Dataset extract:
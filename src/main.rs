//! vrms server binary.
//!
//! Runs the scene server and the built-in modules. See the `vrms` library
//! for the protocol, store and module host.

use anyhow::{Context, Result};
use clap::{Parser, Subcommand};
use mimalloc::MiMalloc;
use std::path::PathBuf;
use std::sync::atomic::{AtomicBool, Ordering};
use std::sync::Arc;
use vrms::client::Client;
use vrms::config::Config;
use vrms::constants::SIGNAL_POLL_INTERVAL;
use vrms::modules::{self, ModuleHost};
use vrms::runtime::{Runtime, SharedRuntime};
use vrms::server::Server;
use vrms::store::ObjectStore;

/// mimalloc handles the many small per-request allocations better than the
/// system allocator.
#[global_allocator]
static GLOBAL: MiMalloc = MiMalloc;

/// Global flag for signal-triggered shutdown (as Arc for signal-hook compatibility)
static SHUTDOWN_FLAG: std::sync::LazyLock<Arc<AtomicBool>> =
    std::sync::LazyLock::new(|| Arc::new(AtomicBool::new(false)));

// CLI
#[derive(Parser)]
#[command(name = "vrms-server")]
#[command(version)]
#[command(about = "Shared-memory scene server for VR compositors")]
struct Cli {
    #[command(subcommand)]
    command: Option<Commands>,

    #[command(flatten)]
    serve: ServeArgs,
}

#[derive(clap::Args)]
struct ServeArgs {
    /// Listening socket path
    #[arg(long)]
    socket: Option<PathBuf>,
    /// Seconds of client silence before disconnect (0 disables)
    #[arg(long)]
    idle_timeout: Option<u64>,
    /// Do not start head tracker, hotplug or script modules
    #[arg(long)]
    no_modules: bool,
}

#[derive(Subcommand)]
enum Commands {
    /// Run the server (default)
    Serve(ServeArgs),
    /// Print the effective configuration
    Config,
    /// Connect to a running server, create and destroy a scene
    Probe {
        /// Socket to probe (defaults to the configured path)
        #[arg(long)]
        socket: Option<PathBuf>,
    },
}

fn init_logging(config: &Config) -> Result<()> {
    let mut builder =
        env_logger::Builder::from_env(env_logger::Env::default().default_filter_or("info"));
    builder.format_timestamp_secs();
    if let Some(path) = &config.log_file {
        let file = std::fs::OpenOptions::new()
            .create(true)
            .append(true)
            .open(path)
            .with_context(|| format!("Failed to open log file at {}", path.display()))?;
        builder.target(env_logger::Target::Pipe(Box::new(file)));
    }
    builder.init();

    let default_hook = std::panic::take_hook();
    std::panic::set_hook(Box::new(move |panic_info| {
        log::error!("PANIC: {:?}", panic_info);
        default_hook(panic_info);
    }));
    Ok(())
}

fn serve(mut config: Config, args: ServeArgs) -> Result<()> {
    if let Some(socket) = args.socket {
        config.socket_path = Some(socket);
    }
    if let Some(secs) = args.idle_timeout {
        config.idle_timeout_secs = secs;
    }

    use signal_hook::consts::signal::{SIGHUP, SIGINT, SIGTERM};
    use signal_hook::flag;
    flag::register(SIGINT, Arc::clone(&SHUTDOWN_FLAG))?;
    flag::register(SIGTERM, Arc::clone(&SHUTDOWN_FLAG))?;
    flag::register(SIGHUP, Arc::clone(&SHUTDOWN_FLAG))?;

    let runtime: Arc<dyn Runtime> =
        Arc::new(SharedRuntime::new(ObjectStore::new(config.max_objects_per_scene)));

    // Modules stop and join on every exit path, including a failed bind.
    let mut host = scopeguard::guard(ModuleHost::new(Arc::clone(&runtime)), |mut host| {
        host.shutdown();
    });
    if args.no_modules {
        log::info!("[main] modules disabled");
    } else {
        for module in modules::from_config(&config.modules) {
            host.spawn(module)?;
        }
    }

    let rt = tokio::runtime::Builder::new_current_thread()
        .enable_all()
        .build()
        .context("Failed to build tokio runtime")?;

    rt.block_on(async {
        let server = Server::bind(&config.server_config(), runtime)?;
        let token = server.shutdown_token();

        tokio::spawn(async move {
            let mut tick = tokio::time::interval(SIGNAL_POLL_INTERVAL);
            loop {
                tick.tick().await;
                if SHUTDOWN_FLAG.load(Ordering::Relaxed) {
                    log::info!("[main] shutdown signal received");
                    token.cancel();
                    break;
                }
                if token.is_cancelled() {
                    break;
                }
            }
        });

        server.run().await?;
        Ok::<(), anyhow::Error>(())
    })
}

fn probe(config: &Config, socket: Option<PathBuf>) -> Result<()> {
    let path = socket.unwrap_or_else(|| config.socket_path());
    let mut client = Client::connect(&path)?;

    let created = client.create_scene("vrms-probe")?;
    println!("CREATE_SCENE  -> id={} error={}", created.id, created.error);
    let destroyed = client.destroy_scene()?;
    println!("DESTROY_SCENE -> id={} error={}", destroyed.id, destroyed.error);

    created.into_result()?;
    destroyed.into_result()?;
    println!("{} is serving", path.display());
    Ok(())
}

fn main() -> Result<()> {
    let cli = Cli::parse();
    let config = Config::load()?;
    init_logging(&config)?;

    match cli.command {
        None => serve(config, cli.serve)?,
        Some(Commands::Serve(args)) => serve(config, args)?,
        Some(Commands::Config) => println!("{}", serde_json::to_string_pretty(&config)?),
        Some(Commands::Probe { socket }) => probe(&config, socket)?,
    }

    Ok(())
}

Task:
From the entries above, copy every line where the word "Parser" shows up.

Result for this exercise:
use clap::{Parser, Subcommand};
#[derive(Parser)]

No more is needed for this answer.